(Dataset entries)
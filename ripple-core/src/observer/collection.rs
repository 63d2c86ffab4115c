//! Collection observers and change descriptors.

use std::cell::{OnceCell, RefCell};
use std::collections::HashMap;
use std::rc::{Rc, Weak};

use super::{
    ArrayIndexObserver, CollectionLengthObserver, CollectionSizeObserver, DirtyCheckProperty,
    Observable, ObserverLocator, PropertyObserver,
};
use crate::reactive::{Subscriber, SubscriberId, SubscriberRecord};
use crate::value::{parse_index, Value, WeakValue};

/// Where an element of the new collection came from.
#[derive(Debug, Clone, Copy, PartialEq, Eq)]
pub enum IndexSlot {
    /// Previously at this index.
    Moved(usize),
    /// Inserted by the mutation.
    Added,
}

/// How old indices map to new ones after a mutation.
///
/// `indices` has one slot per element of the collection after the change.
/// Removed elements are listed in `deleted_indices` (old positions) and
/// `deleted_items`.
#[derive(Debug, Clone, Default, PartialEq)]
pub struct IndexMapping {
    pub indices: Vec<IndexSlot>,
    pub deleted_indices: Vec<usize>,
    pub deleted_items: Vec<Value>,
}

impl IndexMapping {
    /// Mapping of an unchanged collection of `len` elements.
    pub fn identity(len: usize) -> Self {
        Self {
            indices: (0..len).map(IndexSlot::Moved).collect(),
            ..Self::default()
        }
    }

    pub fn added_count(&self) -> usize {
        self.indices.iter().filter(|slot| **slot == IndexSlot::Added).count()
    }
}

/// A collection change notification.
#[derive(Debug, Clone, PartialEq)]
pub enum CollectionChange {
    Indexed(IndexMapping),
    /// The collection was cleared; there is no meaningful mapping.
    Reset,
}

#[derive(Debug, Clone, Copy, PartialEq, Eq)]
pub enum CollectionKind {
    Array,
    Map,
    Set,
}

/// The single observer of one collection.
///
/// Created on the first [`get_collection_observer`] call and owned by the
/// collection afterwards. Derived scalar observers (`length`, `size`,
/// indices) hang off it and are created lazily.
pub struct CollectionObserver {
    kind: CollectionKind,
    target: WeakValue,
    subs: SubscriberRecord,
    weak_self: Weak<CollectionObserver>,
    length: OnceCell<Rc<CollectionLengthObserver>>,
    size: OnceCell<Rc<CollectionSizeObserver>>,
    indices: RefCell<HashMap<usize, Rc<ArrayIndexObserver>>>,
    fallbacks: RefCell<HashMap<String, Rc<DirtyCheckProperty>>>,
}

impl CollectionObserver {
    pub(crate) fn new(kind: CollectionKind, target: WeakValue) -> Rc<Self> {
        Rc::new_cyclic(|weak_self| Self {
            kind,
            target,
            subs: SubscriberRecord::new(),
            weak_self: weak_self.clone(),
            length: OnceCell::new(),
            size: OnceCell::new(),
            indices: RefCell::new(HashMap::new()),
            fallbacks: RefCell::new(HashMap::new()),
        })
    }

    pub fn kind(&self) -> CollectionKind {
        self.kind
    }

    /// The raw collection, unless it has been dropped.
    pub fn collection(&self) -> Option<Value> {
        self.target.upgrade()
    }

    /// Deliver `change` to every collection subscriber.
    pub fn notify(&self, change: &CollectionChange) {
        self.subs.notify_collection(change);
    }

    /// Observer of an array's `length`.
    pub fn length_observer(&self) -> Rc<CollectionLengthObserver> {
        Rc::clone(
            self.length
                .get_or_init(|| CollectionLengthObserver::new(self.weak_self.clone())),
        )
    }

    /// Observer of a map's or set's `size`.
    pub fn size_observer(&self) -> Rc<CollectionSizeObserver> {
        Rc::clone(
            self.size
                .get_or_init(|| CollectionSizeObserver::new(self.weak_self.clone())),
        )
    }

    pub fn index_observer(&self, index: usize) -> Rc<ArrayIndexObserver> {
        let mut indices = self.indices.borrow_mut();
        Rc::clone(
            indices
                .entry(index)
                .or_insert_with(|| ArrayIndexObserver::new(self.weak_self.clone(), index)),
        )
    }

    /// Observer for `key` of this collection, per the locator's rules.
    pub(crate) fn property_observer(
        &self,
        key: &str,
        locator: &ObserverLocator,
    ) -> Rc<dyn PropertyObserver> {
        match (self.kind, key) {
            (CollectionKind::Array, "length") => return self.length_observer(),
            (CollectionKind::Map | CollectionKind::Set, "size") => return self.size_observer(),
            (CollectionKind::Array, key) => {
                if let Some(index) = parse_index(key) {
                    return self.index_observer(index);
                }
            }
            _ => {}
        }

        if let Some(existing) = self.fallbacks.borrow().get(key) {
            return Rc::clone(existing) as Rc<dyn PropertyObserver>;
        }
        let target = self.collection().unwrap_or_default();
        let observer = locator.dirty_checker().create_property(&target, key);
        self.fallbacks
            .borrow_mut()
            .insert(key.to_string(), Rc::clone(&observer));
        observer
    }
}

impl Observable for CollectionObserver {
    fn subscribe(&self, subscriber: Subscriber) {
        self.subs.add(subscriber);
    }

    fn unsubscribe(&self, id: SubscriberId) {
        self.subs.remove(id);
    }

    fn subscriber_count(&self) -> usize {
        self.subs.count()
    }
}

/// The observer of `collection`, created on first request. `None` for
/// values that are not arrays, maps or sets.
pub fn get_collection_observer(collection: &Value) -> Option<Rc<CollectionObserver>> {
    match collection {
        Value::Array(a) => Some(a.observer()),
        Value::Map(m) => Some(m.observer()),
        Value::Set(s) => Some(s.observer()),
        _ => None,
    }
}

Description of the task
Top to bottom, set down the entries above word for word.

Solution to this problem
filename ripple-core/src/observer/collection.rs
repository 63d2c86ffab4115c
//! Collection observers and change descriptors.

use std::cell::{OnceCell, RefCell};
use std::collections::HashMap;
use std::rc::{Rc, Weak};

use super::{
    ArrayIndexObserver, CollectionLengthObserver, CollectionSizeObserver, DirtyCheckProperty,
    Observable, ObserverLocator, PropertyObserver,
};
use crate::reactive::{Subscriber, SubscriberId, SubscriberRecord};
use crate::value::{parse_index, Value, WeakValue};

/// Where an element of the new collection came from.
#[derive(Debug, Clone, Copy, PartialEq, Eq)]
pub enum IndexSlot {
    /// Previously at this index.
    Moved(usize),
    /// Inserted by the mutation.
    Added,
}

/// How old indices map to new ones after a mutation.
///
/// `indices` has one slot per element of the collection after the change.
/// Removed elements are listed in `deleted_indices` (old positions) and
/// `deleted_items`.
#[derive(Debug, Clone, Default, PartialEq)]
pub struct IndexMapping {
    pub indices: Vec<IndexSlot>,
    pub deleted_indices: Vec<usize>,
    pub deleted_items: Vec<Value>,
}

impl IndexMapping {
    /// Mapping of an unchanged collection of `len` elements.
    pub fn identity(len: usize) -> Self {
        Self {
            indices: (0..len).map(IndexSlot::Moved).collect(),
            ..Self::default()
        }
    }

    pub fn added_count(&self) -> usize {
        self.indices.iter().filter(|slot| **slot == IndexSlot::Added).count()
    }
}

/// A collection change notification.
#[derive(Debug, Clone, PartialEq)]
pub enum CollectionChange {
    Indexed(IndexMapping),
    /// The collection was cleared; there is no meaningful mapping.
    Reset,
}

#[derive(Debug, Clone, Copy, PartialEq, Eq)]
pub enum CollectionKind {
    Array,
    Map,
    Set,
}

/// The single observer of one collection.
///
/// Created on the first [`get_collection_observer`] call and owned by the
/// collection afterwards. Derived scalar observers (`length`, `size`,
/// indices) hang off it and are created lazily.
pub struct CollectionObserver {
    kind: CollectionKind,
    target: WeakValue,
    subs: SubscriberRecord,
    weak_self: Weak<CollectionObserver>,
    length: OnceCell<Rc<CollectionLengthObserver>>,
    size: OnceCell<Rc<CollectionSizeObserver>>,
    indices: RefCell<HashMap<usize, Rc<ArrayIndexObserver>>>,
    fallbacks: RefCell<HashMap<String, Rc<DirtyCheckProperty>>>,
}

impl CollectionObserver {
    pub(crate) fn new(kind: CollectionKind, target: WeakValue) -> Rc<Self> {
        Rc::new_cyclic(|weak_self| Self {
            kind,
            target,
            subs: SubscriberRecord::new(),
            weak_self: weak_self.clone(),
            length: OnceCell::new(),
            size: OnceCell::new(),
            indices: RefCell::new(HashMap::new()),
            fallbacks: RefCell::new(HashMap::new()),
        })
    }

    pub fn kind(&self) -> CollectionKind {
        self.kind
    }

    /// The raw collection, unless it has been dropped.
    pub fn collection(&self) -> Option<Value> {
        self.target.upgrade()
    }

    /// Deliver `change` to every collection subscriber.
    pub fn notify(&self, change: &CollectionChange) {
        self.subs.notify_collection(change);
    }

    /// Observer of an array's `length`.
    pub fn length_observer(&self) -> Rc<CollectionLengthObserver> {
        Rc::clone(
            self.length
                .get_or_init(|| CollectionLengthObserver::new(self.weak_self.clone())),
        )
    }

    /// Observer of a map's or set's `size`.
    pub fn size_observer(&self) -> Rc<CollectionSizeObserver> {
        Rc::clone(
            self.size
                .get_or_init(|| CollectionSizeObserver::new(self.weak_self.clone())),
        )
    }

    pub fn index_observer(&self, index: usize) -> Rc<ArrayIndexObserver> {
        let mut indices = self.indices.borrow_mut();
        Rc::clone(
            indices
                .entry(index)
                .or_insert_with(|| ArrayIndexObserver::new(self.weak_self.clone(), index)),
        )
    }

    /// Observer for `key` of this collection, per the locator's rules.
    pub(crate) fn property_observer(
        &self,
        key: &str,
        locator: &ObserverLocator,
    ) -> Rc<dyn PropertyObserver> {
        match (self.kind, key) {
            (CollectionKind::Array, "length") => return self.length_observer(),
            (CollectionKind::Map | CollectionKind::Set, "size") => return self.size_observer(),
            (CollectionKind::Array, key) => {
                if let Some(index) = parse_index(key) {
                    return self.index_observer(index);
                }
            }
            _ => {}
        }

        if let Some(existing) = self.fallbacks.borrow().get(key) {
            return Rc::clone(existing) as Rc<dyn PropertyObserver>;
        }
        let target = self.collection().unwrap_or_default();
        let observer = locator.dirty_checker().create_property(&target, key);
        self.fallbacks
            .borrow_mut()
            .insert(key.to_string(), Rc::clone(&observer));
        observer
    }
}

impl Observable for CollectionObserver {
    fn subscribe(&self, subscriber: Subscriber) {
        self.subs.add(subscriber);
    }

    fn unsubscribe(&self, id: SubscriberId) {
        self.subs.remove(id);
    }

    fn subscriber_count(&self) -> usize {
        self.subs.count()
    }
}

/// The observer of `collection`, created on first request. `None` for
/// values that are not arrays, maps or sets.
pub fn get_collection_observer(collection: &Value) -> Option<Rc<CollectionObserver>> {
    match collection {
        Value::Array(a) => Some(a.observer()),
        Value::Map(m) => Some(m.observer()),
        Value::Set(s) => Some(s.observer()),
        _ => None,
    }
}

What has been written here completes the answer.